(Collected data)
========

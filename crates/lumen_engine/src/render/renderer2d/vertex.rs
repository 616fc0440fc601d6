//! Batch vertex formats
//!
//! One plain vertex struct per primitive kind. Field order must match the
//! element order of the layout returned by [`BatchVertex::layout`].

use bytemuck::{Pod, Zeroable};

use crate::foundation::math::{Vec3, Vec4};
use crate::render::api::PrimitiveTopology;
use crate::render::resources::{BufferElement, BufferLayout, ShaderDataType};

/// Vertex type that can be accumulated in a [`super::BatchBuffer`]
pub trait BatchVertex: Pod {
    /// Vertices written per submitted primitive
    const VERTICES_PER_PRIMITIVE: usize;
    /// Indices consumed per primitive; 0 for non-indexed kinds
    const INDICES_PER_PRIMITIVE: usize;
    /// How the vertices are assembled
    const TOPOLOGY: PrimitiveTopology;
    /// Shader library name of the program drawing this kind
    const SHADER: &'static str;

    /// Attribute layout matching the struct fields
    fn layout() -> BufferLayout;
}

/// Quad vertex
#[repr(C)]
#[derive(Debug, Clone, Copy, PartialEq, Pod, Zeroable)]
pub struct QuadVertex {
    /// World position
    pub position: [f32; 3],
    /// RGBA color
    pub color: [f32; 4],
    /// Texture coordinate
    pub tex_coord: [f32; 2],
    /// Sampler slot
    pub tex_index: f32,
    /// UV multiplier
    pub tiling_factor: f32,
    /// Owning entity, -1 for none
    pub entity_id: i32,
}

impl BatchVertex for QuadVertex {
    const VERTICES_PER_PRIMITIVE: usize = 4;
    const INDICES_PER_PRIMITIVE: usize = 6;
    const TOPOLOGY: PrimitiveTopology = PrimitiveTopology::Triangles;
    const SHADER: &'static str = "Renderer2D_Quad";

    fn layout() -> BufferLayout {
        BufferLayout::new(vec![
            BufferElement::new(ShaderDataType::Float3, "a_Position"),
            BufferElement::new(ShaderDataType::Float4, "a_Color"),
            BufferElement::new(ShaderDataType::Float2, "a_TexCoord"),
            BufferElement::new(ShaderDataType::Float, "a_TexIndex"),
            BufferElement::new(ShaderDataType::Float, "a_TilingFactor"),
            BufferElement::new(ShaderDataType::Int, "a_EntityID"),
        ])
    }
}

/// Circle vertex; the fragment shader cuts the circle out of a quad
#[repr(C)]
#[derive(Debug, Clone, Copy, PartialEq, Pod, Zeroable)]
pub struct CircleVertex {
    /// World position
    pub world_position: [f32; 3],
    /// Position inside the unit quad, in [-1, 1]
    pub local_position: [f32; 3],
    /// RGBA color
    pub color: [f32; 4],
    /// Ring thickness, 1 for a filled disc
    pub thickness: f32,
    /// Edge softness
    pub fade: f32,
    /// Owning entity, -1 for none
    pub entity_id: i32,
}

impl BatchVertex for CircleVertex {
    const VERTICES_PER_PRIMITIVE: usize = 4;
    const INDICES_PER_PRIMITIVE: usize = 6;
    const TOPOLOGY: PrimitiveTopology = PrimitiveTopology::Triangles;
    const SHADER: &'static str = "Renderer2D_Circle";

    fn layout() -> BufferLayout {
        BufferLayout::new(vec![
            BufferElement::new(ShaderDataType::Float3, "a_WorldPosition"),
            BufferElement::new(ShaderDataType::Float3, "a_LocalPosition"),
            BufferElement::new(ShaderDataType::Float4, "a_Color"),
            BufferElement::new(ShaderDataType::Float, "a_Thickness"),
            BufferElement::new(ShaderDataType::Float, "a_Fade"),
            BufferElement::new(ShaderDataType::Int, "a_EntityID"),
        ])
    }
}

/// Line vertex
#[repr(C)]
#[derive(Debug, Clone, Copy, PartialEq, Pod, Zeroable)]
pub struct LineVertex {
    /// World position
    pub position: [f32; 3],
    /// RGBA color
    pub color: [f32; 4],
    /// Owning entity, -1 for none
    pub entity_id: i32,
}

impl BatchVertex for LineVertex {
    const VERTICES_PER_PRIMITIVE: usize = 2;
    const INDICES_PER_PRIMITIVE: usize = 0;
    const TOPOLOGY: PrimitiveTopology = PrimitiveTopology::Lines;
    const SHADER: &'static str = "Renderer2D_Line";

    fn layout() -> BufferLayout {
        BufferLayout::new(vec![
            BufferElement::new(ShaderDataType::Float3, "a_Position"),
            BufferElement::new(ShaderDataType::Float4, "a_Color"),
            BufferElement::new(ShaderDataType::Int, "a_EntityID"),
        ])
    }
}

/// MSDF glyph vertex
#[repr(C)]
#[derive(Debug, Clone, Copy, PartialEq, Pod, Zeroable)]
pub struct TextVertex {
    /// World position
    pub position: [f32; 3],
    /// RGBA color
    pub color: [f32; 4],
    /// Atlas texture coordinate
    pub tex_coord: [f32; 2],
    /// Font atlas sampler slot
    pub atlas_index: f32,
    /// Owning entity, -1 for none
    pub entity_id: i32,
}

impl BatchVertex for TextVertex {
    const VERTICES_PER_PRIMITIVE: usize = 4;
    const INDICES_PER_PRIMITIVE: usize = 6;
    const TOPOLOGY: PrimitiveTopology = PrimitiveTopology::Triangles;
    const SHADER: &'static str = "Renderer2D_Text";

    fn layout() -> BufferLayout {
        BufferLayout::new(vec![
            BufferElement::new(ShaderDataType::Float3, "a_Position"),
            BufferElement::new(ShaderDataType::Float4, "a_Color"),
            BufferElement::new(ShaderDataType::Float2, "a_TexCoord"),
            BufferElement::new(ShaderDataType::Float, "a_AtlasIndex"),
            BufferElement::new(ShaderDataType::Int, "a_EntityID"),
        ])
    }
}

/// Quad corners in local space, counter-clockwise from bottom-left
pub(crate) const QUAD_CORNERS: [[f32; 4]; 4] = [
    [-0.5, -0.5, 0.0, 1.0],
    [0.5, -0.5, 0.0, 1.0],
    [0.5, 0.5, 0.0, 1.0],
    [-0.5, 0.5, 0.0, 1.0],
];

/// Texture coordinates matching [`QUAD_CORNERS`]
pub(crate) const QUAD_TEX_COORDS: [[f32; 2]; 4] = [[0.0, 0.0], [1.0, 0.0], [1.0, 1.0], [0.0, 1.0]];

pub(crate) fn to_array3(v: Vec3) -> [f32; 3] {
    [v.x, v.y, v.z]
}

pub(crate) fn to_array4(v: Vec4) -> [f32; 4] {
    [v.x, v.y, v.z, v.w]
}

#[cfg(test)]
mod tests {
    use super::*;

    #[test]
    fn test_layouts_match_struct_sizes() {
        assert_eq!(QuadVertex::layout().stride() as usize, std::mem::size_of::<QuadVertex>());
        assert_eq!(CircleVertex::layout().stride() as usize, std::mem::size_of::<CircleVertex>());
        assert_eq!(LineVertex::layout().stride() as usize, std::mem::size_of::<LineVertex>());
        assert_eq!(TextVertex::layout().stride() as usize, std::mem::size_of::<TextVertex>());
    }

    #[test]
    fn test_quad_vertex_has_no_padding() {
        assert_eq!(std::mem::size_of::<QuadVertex>(), 12 * 4);
    }
}
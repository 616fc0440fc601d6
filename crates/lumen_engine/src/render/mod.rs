//! Rendering system
//!
//! The renderer core turns scene components into backend draw calls:
//!
//! - [`renderer2d::Renderer2D`]: batched quads, circles, lines and MSDF text
//! - [`renderer3d::SceneRenderer`]: forward-lit meshes, skybox and shadow pass
//! - [`command::RenderCommand`]: fixed-function state and draw dispatch
//! - [`context::RendererContext`]: owns all of the above for one graphics context
//!
//! Every GPU call goes through [`api::GraphicsBackend`]; nothing in this
//! module knows which graphics API sits underneath.

pub mod api;
pub mod camera;
pub mod command;
pub mod context;
pub mod renderer2d;
pub mod renderer3d;
pub mod resources;
pub mod stats;

pub use api::{create_backend, BackendError, GraphicsApi, GraphicsBackend, HeadlessBackend, SharedBackend};
pub use camera::{EditorCamera, ProjectionType, SceneCamera};
pub use command::RenderCommand;
pub use context::{RendererContext, SceneView};
pub use renderer2d::{BatchError, Font, Renderer2D, TextParams};
pub use renderer3d::{LightKind, LightSource, Material, Mesh, SceneRenderer};
pub use resources::{Framebuffer, FramebufferSpecification, Shader, ShaderLibrary, Texture2D};
pub use stats::RenderStats;

use crate::config::ConfigError;
use crate::render::api::FramebufferStatus;

/// Result type for renderer operations
pub type RenderResult<T> = Result<T, RenderError>;

/// Errors surfaced by the renderer core
///
/// Conditions a debug build would assert on (incomplete framebuffers,
/// attachment indices out of range, an unusable graphics API) are reported
/// here and logged at error level where they are detected.
#[derive(Debug, thiserror::Error)]
pub enum RenderError {
    /// Renderer could not be brought up
    #[error("Renderer initialization failed: {0}")]
    InitializationFailed(String),

    /// Configuration rejected
    #[error(transparent)]
    Config(#[from] ConfigError),

    /// Backend call failed
    #[error("Backend error: {0}")]
    Backend(#[from] BackendError),

    /// Batch buffer misuse
    #[error("Batch error: {0}")]
    Batch(#[from] renderer2d::BatchError),

    /// Framebuffer failed its completeness check
    #[error("Framebuffer incomplete: {0:?}")]
    IncompleteFramebuffer(FramebufferStatus),

    /// Framebuffer was used after its GPU objects were released
    #[error("Framebuffer has no live GPU object")]
    FramebufferReleased,

    /// Color attachment index past the attachment list
    #[error("Color attachment {index} out of range ({count} attachments)")]
    AttachmentOutOfRange {
        /// Requested index
        index: usize,
        /// Number of color attachments
        count: usize,
    },

    /// No shader with this name in the library
    #[error("Unknown shader: {0}")]
    UnknownShader(String),

    /// Texel data does not match the texture size
    #[error("Texture data size mismatch: expected {expected} bytes, got {actual}")]
    InvalidTextureData {
        /// Bytes the texture holds
        expected: usize,
        /// Bytes supplied
        actual: usize,
    },

    /// Mesh data cannot be drawn
    #[error("Invalid mesh: {0}")]
    InvalidMesh(String),
}
//! # Lumen Engine
//!
//! Renderer core of a real-time game engine: a batched 2D renderer and a
//! forward-lit 3D scene renderer behind an abstract graphics backend.
//!
//! ## Features
//!
//! - **2D batching**: quads, circles, lines and MSDF text in a handful of
//!   draw calls per frame, with automatic flushes on full buffers or
//!   exhausted texture slots
//! - **3D forward rendering**: PBR meshes, per-kind light arrays with caps,
//!   skybox, transparency and a directional shadow pass
//! - **Backend abstraction**: every GPU call goes through
//!   [`render::GraphicsBackend`]; a recording headless backend ships with
//!   the crate
//!
//! ## Quick Start
//!
//! ```rust,no_run
//! use lumen_engine::prelude::*;
//!
//! fn main() -> Result<(), RenderError> {
//!     let mut context = RendererContext::init(RendererConfig::default())?;
//!     context.on_window_resize(1280, 720);
//!
//!     let mut scene = Scene::new();
//!     let quad = scene.create_entity("Quad");
//!     scene.add_component(quad, SpriteRendererComponent::new(Vec4::new(0.8, 0.2, 0.3, 1.0)));
//!
//!     scene.on_render_editor(&mut context, &EditorCamera::default())?;
//!     log::info!("{:?}", context.stats());
//!     context.shutdown();
//!     Ok(())
//! }
//! ```

#![warn(missing_docs)]
#![warn(clippy::all, clippy::pedantic, clippy::nursery)]
#![allow(clippy::module_name_repetitions, clippy::similar_names, clippy::too_many_arguments)]

pub mod config;
pub mod foundation;
pub mod render;
pub mod scene;

/// Common imports for engine users
pub mod prelude {
    pub use crate::{
        config::{Config, ConfigError, RendererConfig, ShadowConfig},
        foundation::math::{Mat4, Quat, Transform, Vec2, Vec3, Vec4},
        render::{
            renderer2d::{FontMetrics, Glyph, GlyphBounds},
            renderer3d::MeshData,
            EditorCamera, Font, GraphicsApi, LightKind, LightSource, Material, Mesh, RenderError, RenderResult,
            RenderStats, RendererContext, SceneCamera, SceneRenderer, SceneView, Texture2D, TextParams,
        },
        scene::{
            CameraComponent, CircleRendererComponent, Entity, LightSourceComponent, MeshRendererComponent, Scene,
            SkyboxComponent, SpriteRendererComponent, TextComponent, TransformComponent,
        },
    };
}
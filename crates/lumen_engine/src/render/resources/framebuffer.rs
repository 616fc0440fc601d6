//! Framebuffer management
//!
//! A framebuffer owns its attachment textures. Dimension changes never touch
//! existing attachments: the whole object is destroyed and rebuilt by
//! [`Framebuffer::invalidate`].

use std::rc::Rc;

use crate::render::api::{AttachmentPoint, FramebufferId, FramebufferStatus, SharedBackend, TextureDescriptor, TextureFormat, TextureId, TextureKind, TextureFilter};
use crate::render::{RenderError, RenderResult};

/// Requested framebuffer shape
#[derive(Debug, Clone, PartialEq, Eq)]
pub struct FramebufferSpecification {
    /// Width in pixels
    pub width: u32,
    /// Height in pixels
    pub height: u32,
    /// Attachment formats; color formats become color attachments in order,
    /// at most one depth format becomes the depth attachment
    pub attachments: Vec<TextureFormat>,
    /// Sample count
    pub samples: u32,
}

impl FramebufferSpecification {
    /// Specification with single sampling
    pub fn new(width: u32, height: u32, attachments: Vec<TextureFormat>) -> Self {
        Self {
            width,
            height,
            attachments,
            samples: 1,
        }
    }
}

/// Render target with owned attachments
#[derive(Debug)]
pub struct Framebuffer {
    backend: SharedBackend,
    specification: FramebufferSpecification,
    max_size: u32,
    id: Option<FramebufferId>,
    color_formats: Vec<TextureFormat>,
    depth_format: Option<TextureFormat>,
    color_attachments: Vec<TextureId>,
    depth_attachment: Option<TextureId>,
}

impl Framebuffer {
    /// Create and build a framebuffer; `max_size` caps later resizes
    pub fn new(backend: &SharedBackend, specification: FramebufferSpecification, max_size: u32) -> RenderResult<Self> {
        let mut color_formats = Vec::new();
        let mut depth_format = None;
        for format in &specification.attachments {
            if format.is_depth() {
                if depth_format.replace(*format).is_some() {
                    log::warn!("Framebuffer specification lists more than one depth attachment; using the last");
                }
            } else {
                color_formats.push(*format);
            }
        }

        let mut framebuffer = Self {
            backend: Rc::clone(backend),
            specification,
            max_size,
            id: None,
            color_formats,
            depth_format,
            color_attachments: Vec::new(),
            depth_attachment: None,
        };
        framebuffer.invalidate()?;
        Ok(framebuffer)
    }

    /// Destroy the current GPU objects and rebuild them from the specification
    pub fn invalidate(&mut self) -> RenderResult<()> {
        self.release();

        let id = self.backend.create_framebuffer()?;
        self.id = Some(id);

        let FramebufferSpecification {
            width, height, samples, ..
        } = self.specification;

        for (index, format) in self.color_formats.iter().enumerate() {
            let texture = self.backend.create_texture(&TextureDescriptor {
                kind: TextureKind::Texture2D,
                format: *format,
                width,
                height,
                samples,
                filter: if *format == TextureFormat::RedInteger {
                    TextureFilter::Nearest
                } else {
                    TextureFilter::Linear
                },
            })?;
            self.color_attachments.push(texture);
            self.backend.attach_texture(id, AttachmentPoint::Color(index as u32), texture)?;
        }

        if let Some(format) = self.depth_format {
            let texture = self.backend.create_texture(&TextureDescriptor {
                kind: TextureKind::Texture2D,
                format,
                width,
                height,
                samples,
                filter: TextureFilter::Nearest,
            })?;
            self.depth_attachment = Some(texture);
            let point = if format == TextureFormat::Depth24Stencil8 {
                AttachmentPoint::DepthStencil
            } else {
                AttachmentPoint::Depth
            };
            self.backend.attach_texture(id, point, texture)?;
        }

        self.backend.set_draw_buffers(id, self.color_attachments.len() as u32)?;

        let status = self.backend.framebuffer_status(id)?;
        if status != FramebufferStatus::Complete {
            log::error!("Framebuffer {id:?} is incomplete: {status:?}");
            return Err(RenderError::IncompleteFramebuffer(status));
        }

        log::debug!(
            "Framebuffer {id:?} built at {width}x{height} with {} color attachment(s)",
            self.color_attachments.len()
        );
        Ok(())
    }

    /// Bind as render target and match the viewport to it
    pub fn bind(&self) -> RenderResult<()> {
        self.backend.bind_framebuffer(self.id)?;
        self.backend
            .set_viewport(0, 0, self.specification.width, self.specification.height);
        Ok(())
    }

    /// Restore the default render target
    pub fn unbind(&self) -> RenderResult<()> {
        self.backend.bind_framebuffer(None)?;
        Ok(())
    }

    /// Resize, rebuilding all attachments
    ///
    /// Zero dimensions or dimensions above the cap are rejected with a
    /// warning, leaving the framebuffer as it was.
    pub fn resize(&mut self, width: u32, height: u32) -> RenderResult<()> {
        if width == 0 || height == 0 || width > self.max_size || height > self.max_size {
            log::warn!("Attempted to resize framebuffer to {width}, {height}");
            return Ok(());
        }
        self.specification.width = width;
        self.specification.height = height;
        self.invalidate()
    }

    /// Read one integer texel from a color attachment
    pub fn read_pixel(&self, attachment_index: usize, x: u32, y: u32) -> RenderResult<i32> {
        self.check_attachment(attachment_index)?;
        let id = self.id.ok_or(RenderError::FramebufferReleased)?;
        Ok(self.backend.read_pixel(id, attachment_index as u32, x, y)?)
    }

    /// Fill an integer color attachment with `value`
    pub fn clear_attachment(&self, attachment_index: usize, value: i32) -> RenderResult<()> {
        self.check_attachment(attachment_index)?;
        self.backend
            .clear_texture(self.color_attachments[attachment_index], value)?;
        Ok(())
    }

    /// Color attachment texture handle
    pub fn color_attachment(&self, index: usize) -> Option<TextureId> {
        self.color_attachments.get(index).copied()
    }

    /// Depth attachment texture handle
    pub fn depth_attachment(&self) -> Option<TextureId> {
        self.depth_attachment
    }

    /// Number of color attachments
    pub fn color_attachment_count(&self) -> usize {
        self.color_attachments.len()
    }

    /// Current specification
    pub fn specification(&self) -> &FramebufferSpecification {
        &self.specification
    }

    /// Backend handle of the framebuffer object
    pub fn id(&self) -> Option<FramebufferId> {
        self.id
    }

    fn check_attachment(&self, index: usize) -> RenderResult<()> {
        if index >= self.color_attachments.len() {
            log::error!(
                "Color attachment {index} requested from framebuffer with {}",
                self.color_attachments.len()
            );
            return Err(RenderError::AttachmentOutOfRange {
                index,
                count: self.color_attachments.len(),
            });
        }
        Ok(())
    }

    fn release(&mut self) {
        if let Some(id) = self.id.take() {
            self.backend.delete_framebuffer(id);
            for texture in self.color_attachments.drain(..) {
                self.backend.delete_texture(texture);
            }
            if let Some(texture) = self.depth_attachment.take() {
                self.backend.delete_texture(texture);
            }
        }
    }
}

impl Drop for Framebuffer {
    fn drop(&mut self) {
        self.release();
    }
}

#[cfg(test)]
mod tests {
    use super::*;
    use crate::render::api::HeadlessBackend;

    fn editor_spec() -> FramebufferSpecification {
        FramebufferSpecification::new(
            1280,
            720,
            vec![TextureFormat::Rgba8, TextureFormat::RedInteger, TextureFormat::Depth24Stencil8],
        )
    }

    fn setup() -> (Rc<HeadlessBackend>, SharedBackend) {
        let headless = Rc::new(HeadlessBackend::new());
        let backend: SharedBackend = headless.clone();
        (headless, backend)
    }

    #[test]
    fn test_attachments_created() {
        let (headless, backend) = setup();
        let framebuffer = Framebuffer::new(&backend, editor_spec(), 8192).unwrap();

        assert_eq!(framebuffer.color_attachment_count(), 2);
        assert!(framebuffer.depth_attachment().is_some());
        assert_eq!(headless.live_texture_count(), 3);
        assert_eq!(headless.live_framebuffer_count(), 1);
    }

    #[test]
    fn test_resize_twice_does_not_leak() {
        let (headless, backend) = setup();
        let mut framebuffer = Framebuffer::new(&backend, editor_spec(), 8192).unwrap();

        framebuffer.resize(640, 480).unwrap();
        let textures_after_first = headless.live_texture_count();
        let framebuffers_after_first = headless.live_framebuffer_count();
        framebuffer.resize(640, 480).unwrap();

        assert_eq!(headless.live_texture_count(), textures_after_first);
        assert_eq!(headless.live_framebuffer_count(), framebuffers_after_first);
        assert_eq!(framebuffer.specification().width, 640);
    }

    #[test]
    fn test_invalid_resize_keeps_last_state() {
        let (headless, backend) = setup();
        let mut framebuffer = Framebuffer::new(&backend, editor_spec(), 8192).unwrap();
        let id = framebuffer.id();
        headless.clear_commands();

        framebuffer.resize(0, 720).unwrap();
        framebuffer.resize(8193, 720).unwrap();
        framebuffer.resize(1280, 9000).unwrap();

        assert_eq!(framebuffer.id(), id);
        assert_eq!(framebuffer.specification().width, 1280);
        assert!(headless.commands().is_empty());
    }

    #[test]
    fn test_resize_replaces_objects() {
        let (_headless, backend) = setup();
        let mut framebuffer = Framebuffer::new(&backend, editor_spec(), 8192).unwrap();
        let before = framebuffer.id();
        framebuffer.resize(800, 600).unwrap();
        assert_ne!(framebuffer.id(), before);
    }

    #[test]
    fn test_entity_attachment_read_back() {
        let (_headless, backend) = setup();
        let framebuffer = Framebuffer::new(&backend, editor_spec(), 8192).unwrap();

        framebuffer.clear_attachment(1, 42).unwrap();
        assert_eq!(framebuffer.read_pixel(1, 10, 10).unwrap(), 42);
    }

    #[test]
    fn test_attachment_index_is_bounds_checked() {
        let (_headless, backend) = setup();
        let framebuffer = Framebuffer::new(&backend, editor_spec(), 8192).unwrap();

        assert!(matches!(
            framebuffer.read_pixel(2, 0, 0),
            Err(RenderError::AttachmentOutOfRange { index: 2, count: 2 })
        ));
        assert!(framebuffer.clear_attachment(5, 0).is_err());
    }

    #[test]
    fn test_incomplete_framebuffer_is_an_error() {
        let (headless, backend) = setup();
        headless.set_force_incomplete_framebuffers(true);
        let result = Framebuffer::new(&backend, editor_spec(), 8192);
        assert!(matches!(result, Err(RenderError::IncompleteFramebuffer(_))));
        // Dropping the half-built framebuffer released everything it created.
        assert_eq!(headless.live_texture_count(), 0);
        assert_eq!(headless.live_framebuffer_count(), 0);
    }

    #[test]
    fn test_drop_releases_everything() {
        let (headless, backend) = setup();
        let framebuffer = Framebuffer::new(&backend, editor_spec(), 8192).unwrap();
        drop(framebuffer);
        assert_eq!(headless.live_texture_count(), 0);
        assert_eq!(headless.live_framebuffer_count(), 0);
    }
}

========

TASK GOAL: If a line in the records holds the string "LineVertex", count it, and give only the total.

RESULT BELOW: 3